Kallur ran three races in May-June 2010 - the fastest 12.78 in New York's Diamond League - but have since then only raced a few times at 100m flat and only one meet at 60m hurdles (8.14 two times in Karlsruhe in 2015).

What is pointing towards an Oly qualifier?


Kallur turned 35 in February, she is the mother of a two year old girl, Majken, and she hasn't raced at the event in six years.

What are her chances to qualify for Rio?

The entry standard is 13.00 but the Swedish Olympic Committe's qualification mark is 12.80. That's a tough one but not out of reach. If she stay healthy she definitely have a chance.

Could she reach the final?

At the World championships in Beijing last year 13.14 was needed to reach the semifinal, 12.86 for the final and 12.66 to get a medal.


This winter Kallur raced three times at 60m flat with 7.34 as her fastest time. That's only 0.10 from her PB which was set at the European indoor championships in 2007 when she was seventh. Kallur spent April in Florida and that was when she started to run over hurdles in full speed. She did several block starts against 2015 World bronze medallist Alina Talay and also beat her a few times! Kallur ran over six hurdles a few times and she was fast.

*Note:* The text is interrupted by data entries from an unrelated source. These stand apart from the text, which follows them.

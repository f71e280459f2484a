//! Local key-value store
//!
//! One JSON array per collection, kept in memory and optionally written through
//! to `<dir>/<storage_key>.json`. Collections with no entry yet are seeded on
//! open; a collection that exists but is empty stays empty.
//!
//! Writers are serialized per store: the in-memory change, the snapshot and
//! the file write/rename all happen under one `tokio::sync::Mutex`, so the
//! file on disk always matches some in-memory state.

use std::path::{Path, PathBuf};

use async_trait::async_trait;
use dashmap::DashMap;
use serde_json::Value;
use tokio::sync::Mutex;
use uuid::Uuid;

use super::{field_str, require_str, sort_records, ContentStore, OrderBy, StoreError, StoreResult};
use crate::domain::models::CollectionKind;

pub struct LocalStore {
    collections: DashMap<CollectionKind, Vec<Value>>,
    dir: Option<PathBuf>,
    write_lock: Mutex<()>,
}

impl LocalStore {
    /// Memory-only store seeded by `seed`
    pub fn in_memory(seed: impl Fn(CollectionKind) -> Vec<Value>) -> Self {
        let collections = DashMap::new();
        for collection in CollectionKind::ALL {
            collections.insert(collection, seed(collection));
        }
        Self {
            collections,
            dir: None,
            write_lock: Mutex::new(()),
        }
    }

    /// Open (or create) a file-backed store under `dir`
    pub async fn open(
        dir: impl Into<PathBuf>,
        seed: impl Fn(CollectionKind) -> Vec<Value>,
    ) -> StoreResult<Self> {
        let dir = dir.into();
        tokio::fs::create_dir_all(&dir).await?;

        let store = Self {
            collections: DashMap::new(),
            dir: Some(dir.clone()),
            write_lock: Mutex::new(()),
        };

        for collection in CollectionKind::ALL {
            let path = collection_path(&dir, collection);
            match tokio::fs::read(&path).await {
                Ok(bytes) => {
                    let records: Vec<Value> = serde_json::from_slice(&bytes)?;
                    store.collections.insert(collection, records);
                }
                Err(e) if e.kind() == std::io::ErrorKind::NotFound => {
                    let records = seed(collection);
                    store.persist(collection, &records).await?;
                    store.collections.insert(collection, records);
                }
                Err(e) => return Err(StoreError::Io(e)),
            }
        }

        tracing::info!("Local content store opened at {:?}", dir);
        Ok(store)
    }

    pub fn dir(&self) -> Option<&Path> {
        self.dir.as_deref()
    }

    /// Apply `change` and write through, holding the store's write lock for
    /// both. The DashMap guard is released before any await.
    async fn mutate<F>(&self, collection: CollectionKind, change: F) -> StoreResult<()>
    where
        F: FnOnce(&mut Vec<Value>) -> StoreResult<()>,
    {
        let _writer = self.write_lock.lock().await;
        let records = {
            let mut entry = self.collections.entry(collection).or_default();
            change(entry.value_mut())?;
            entry.value().clone()
        };
        self.persist(collection, &records).await
    }

    /// Caller must hold `write_lock` (or be the only writer, as in `open`)
    async fn persist(&self, collection: CollectionKind, records: &[Value]) -> StoreResult<()> {
        let Some(dir) = &self.dir else {
            return Ok(());
        };

        let bytes = serde_json::to_vec_pretty(records)?;
        let path = collection_path(dir, collection);
        let tmp = dir.join(format!(".{}.{}.tmp", collection.storage_key(), Uuid::new_v4()));
        tokio::fs::write(&tmp, bytes).await?;
        if let Err(e) = tokio::fs::rename(&tmp, &path).await {
            let _ = tokio::fs::remove_file(&tmp).await;
            return Err(StoreError::Io(e));
        }
        Ok(())
    }
}

fn collection_path(dir: &Path, collection: CollectionKind) -> PathBuf {
    dir.join(format!("{}.json", collection.storage_key()))
}

#[async_trait]
impl ContentStore for LocalStore {
    fn backend_name(&self) -> &'static str {
        if self.dir.is_some() { "local-file" } else { "local-memory" }
    }

    async fn select_all(&self, collection: CollectionKind, order: Option<OrderBy>) -> StoreResult<Vec<Value>> {
        let mut records = self
            .collections
            .get(&collection)
            .map(|entry| entry.value().clone())
            .unwrap_or_default();
        sort_records(&mut records, order);
        Ok(records)
    }

    async fn upsert(&self, collection: CollectionKind, conflict_key: &str, record: Value) -> StoreResult<()> {
        let conflict_value = require_str(&record, conflict_key)?;
        self.mutate(collection, move |records| {
            match records
                .iter()
                .position(|r| field_str(r, conflict_key) == Some(conflict_value.as_str()))
            {
                Some(index) => records[index] = record,
                None => records.push(record),
            }
            Ok(())
        })
        .await
    }

    async fn insert(&self, collection: CollectionKind, record: Value) -> StoreResult<()> {
        require_str(&record, "id")?;
        self.mutate(collection, move |records| {
            records.push(record);
            Ok(())
        })
        .await
    }

    async fn delete(&self, collection: CollectionKind, id: &str) -> StoreResult<()> {
        self.mutate(collection, |records| {
            records.retain(|r| field_str(r, "id") != Some(id));
            Ok(())
        })
        .await
    }

    async fn replace_all(&self, collection: CollectionKind, records: Vec<Value>) -> StoreResult<()> {
        for record in &records {
            require_str(record, "id")?;
        }
        self.mutate(collection, move |existing| {
            *existing = records;
            Ok(())
        })
        .await
    }
}

#[cfg(test)]
mod tests {
    use super::*;
    use serde_json::json;

    fn seed(collection: CollectionKind) -> Vec<Value> {
        match collection {
            CollectionKind::Services => vec![json!({"id": "s1", "display_order": 1})],
            _ => Vec::new(),
        }
    }

    fn temp_dir() -> PathBuf {
        std::env::temp_dir().join(format!("naya-local-store-{}", uuid::Uuid::new_v4()))
    }

    #[tokio::test]
    async fn test_in_memory_is_seeded() {
        let store = LocalStore::in_memory(seed);
        let services = store.select_all(CollectionKind::Services, None).await.unwrap();
        assert_eq!(services.len(), 1);
        assert_eq!(store.backend_name(), "local-memory");
    }

    #[tokio::test]
    async fn test_upsert_by_conflict_key() {
        let store = LocalStore::in_memory(seed);
        store
            .upsert(CollectionKind::Snippets, "key", json!({"id": "1", "key": "hero.title", "value": "A"}))
            .await
            .unwrap();
        store
            .upsert(CollectionKind::Snippets, "key", json!({"id": "1", "key": "hero.title", "value": "B"}))
            .await
            .unwrap();

        let snippets = store.select_all(CollectionKind::Snippets, None).await.unwrap();
        assert_eq!(snippets.len(), 1);
        assert_eq!(snippets[0]["value"], "B");
    }

    #[tokio::test]
    async fn test_upsert_without_conflict_field_fails() {
        let store = LocalStore::in_memory(seed);
        let result = store
            .upsert(CollectionKind::Snippets, "key", json!({"id": "1"}))
            .await;
        assert!(matches!(result, Err(StoreError::MissingField(_))));
    }

    #[tokio::test]
    async fn test_delete_unknown_is_noop() {
        let store = LocalStore::in_memory(seed);
        store.delete(CollectionKind::Services, "missing").await.unwrap();
        assert_eq!(store.select_all(CollectionKind::Services, None).await.unwrap().len(), 1);
    }

    #[tokio::test]
    async fn test_file_store_survives_reopen() {
        let dir = temp_dir();
        {
            let store = LocalStore::open(&dir, seed).await.unwrap();
            store.replace_all(CollectionKind::Services, Vec::new()).await.unwrap();
            store
                .insert(CollectionKind::Submissions, json!({"id": "f1", "name": "Ram"}))
                .await
                .unwrap();
        }

        let reopened = LocalStore::open(&dir, seed).await.unwrap();
        // Emptied collections stay empty rather than being re-seeded
        assert!(reopened.select_all(CollectionKind::Services, None).await.unwrap().is_empty());
        let forms = reopened.select_all(CollectionKind::Submissions, None).await.unwrap();
        assert_eq!(forms.len(), 1);
        assert_eq!(reopened.backend_name(), "local-file");

        let _ = std::fs::remove_dir_all(&dir);
    }

    #[tokio::test(flavor = "multi_thread", worker_threads = 8)]
    async fn test_concurrent_inserts_keep_file_consistent() {
        let dir = temp_dir();
        let store = std::sync::Arc::new(LocalStore::open(&dir, seed).await.unwrap());

        let writers = (0..64).map(|i| {
            let store = store.clone();
            tokio::spawn(async move {
                store
                    .insert(CollectionKind::Submissions, json!({"id": format!("f{}", i), "name": "Ram"}))
                    .await
            })
        });
        for result in futures::future::join_all(writers).await {
            result.unwrap().unwrap();
        }
        assert_eq!(store.select_all(CollectionKind::Submissions, None).await.unwrap().len(), 64);

        let reopened = LocalStore::open(&dir, seed).await.unwrap();
        let forms = reopened.select_all(CollectionKind::Submissions, None).await.unwrap();
        assert_eq!(forms.len(), 64);

        let leftovers = std::fs::read_dir(&dir)
            .unwrap()
            .filter_map(|entry| entry.ok())
            .filter(|entry| entry.file_name().to_string_lossy().ends_with(".tmp"))
            .count();
        assert_eq!(leftovers, 0);

        let _ = std::fs::remove_dir_all(&dir);
    }
}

At the end of April she had a small setback when she felt pain in her knee. But the problem went away and she is now hurdling again and ready to compete.

Is any of Kallur's old compatriots still racing?


More or less a whole hurdle generation has passed since Kallur's prime days and it's just a few on the top list of today she have raced. Two of them are Lolo Jones, 33, who was second in Kallur's World indoor record race from 2008, and regaining Olympic champion Sally Pearson who will meet Kallur in Stockholm on 16 June.

Few athletes, if any, have been injured for such a long time as six years and comeback and reached an Olympic final.

Could Kallur do it?

She has 39 races at 12.80 or faster during her career and during her first comeback in 2010 she ran 13.14, 12.78 and 12.88 despite poor preparations.


It will be interesting to follow the woman who never give up and see how fast she can go before 11 July when the Olympic qualification period ends. And it will for sure be an emotional moment at Stockholm Olympic stadium on 16 June.